EXERCISE BRIEF -> Every single entry below should be reproduced verbatim.

──────── TASK DATA

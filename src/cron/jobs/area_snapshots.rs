//! Job to recompute area snapshots for the current period.
//!
//! Mirrors the building job: closes out the previous month on the first run
//! after a rollover, then recomputes the current month.

use anyhow::Result;
use chrono::Utc;
use log::info;

use crate::config::MarketSettings;
use crate::db::Database;
use crate::snapshot::{recompute_all, AggregationParams, EntityScope, Period};

const JOB_NAME: &str = "area_snapshots";

pub async fn run(db: &Database, market: &MarketSettings) -> Result<()> {
    info!("Starting area_snapshots job...");

    let start = std::time::Instant::now();
    let now = Utc::now();
    let period = Period::month_of(now.date_naive());
    let params = AggregationParams::from(market);

    let last_run = db.postgres.get_cron_checkpoint(JOB_NAME).await?;
    if last_run.map_or(true, |t| t.date_naive() < period.start) {
        let previous = period.previous();
        let closed = recompute_all(db, params, EntityScope::Areas, previous).await?;
        info!(
            "Closed out period {} ({} snapshots)",
            previous, closed.snapshots_written
        );
    }

    let result = recompute_all(db, params, EntityScope::Areas, period).await?;

    db.postgres.set_cron_checkpoint(JOB_NAME, now).await?;

    info!(
        "Completed area_snapshots job in {:?} ({} areas, {} snapshots, {} records skipped)",
        start.elapsed(),
        result.areas_processed,
        result.snapshots_written,
        result.records_skipped
    );
    Ok(())
}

────────────────

ANSWER BELOW ->
filename src/cron/jobs/area_snapshots.rs
//! Job to recompute area snapshots for the current period.
//!
//! Mirrors the building job: closes out the previous month on the first run
//! after a rollover, then recomputes the current month.

use anyhow::Result;
use chrono::Utc;
use log::info;

use crate::config::MarketSettings;
use crate::db::Database;
use crate::snapshot::{recompute_all, AggregationParams, EntityScope, Period};

const JOB_NAME: &str = "area_snapshots";

pub async fn run(db: &Database, market: &MarketSettings) -> Result<()> {
    info!("Starting area_snapshots job...");

    let start = std::time::Instant::now();
    let now = Utc::now();
    let period = Period::month_of(now.date_naive());
    let params = AggregationParams::from(market);

    let last_run = db.postgres.get_cron_checkpoint(JOB_NAME).await?;
    if last_run.map_or(true, |t| t.date_naive() < period.start) {
        let previous = period.previous();
        let closed = recompute_all(db, params, EntityScope::Areas, previous).await?;
        info!(
            "Closed out period {} ({} snapshots)",
            previous, closed.snapshots_written
        );
    }

    let result = recompute_all(db, params, EntityScope::Areas, period).await?;

    db.postgres.set_cron_checkpoint(JOB_NAME, now).await?;

    info!(
        "Completed area_snapshots job in {:?} ({} areas, {} snapshots, {} records skipped)",
        start.elapsed(),
        result.areas_processed,
        result.snapshots_written,
        result.records_skipped
    );
    Ok(())
}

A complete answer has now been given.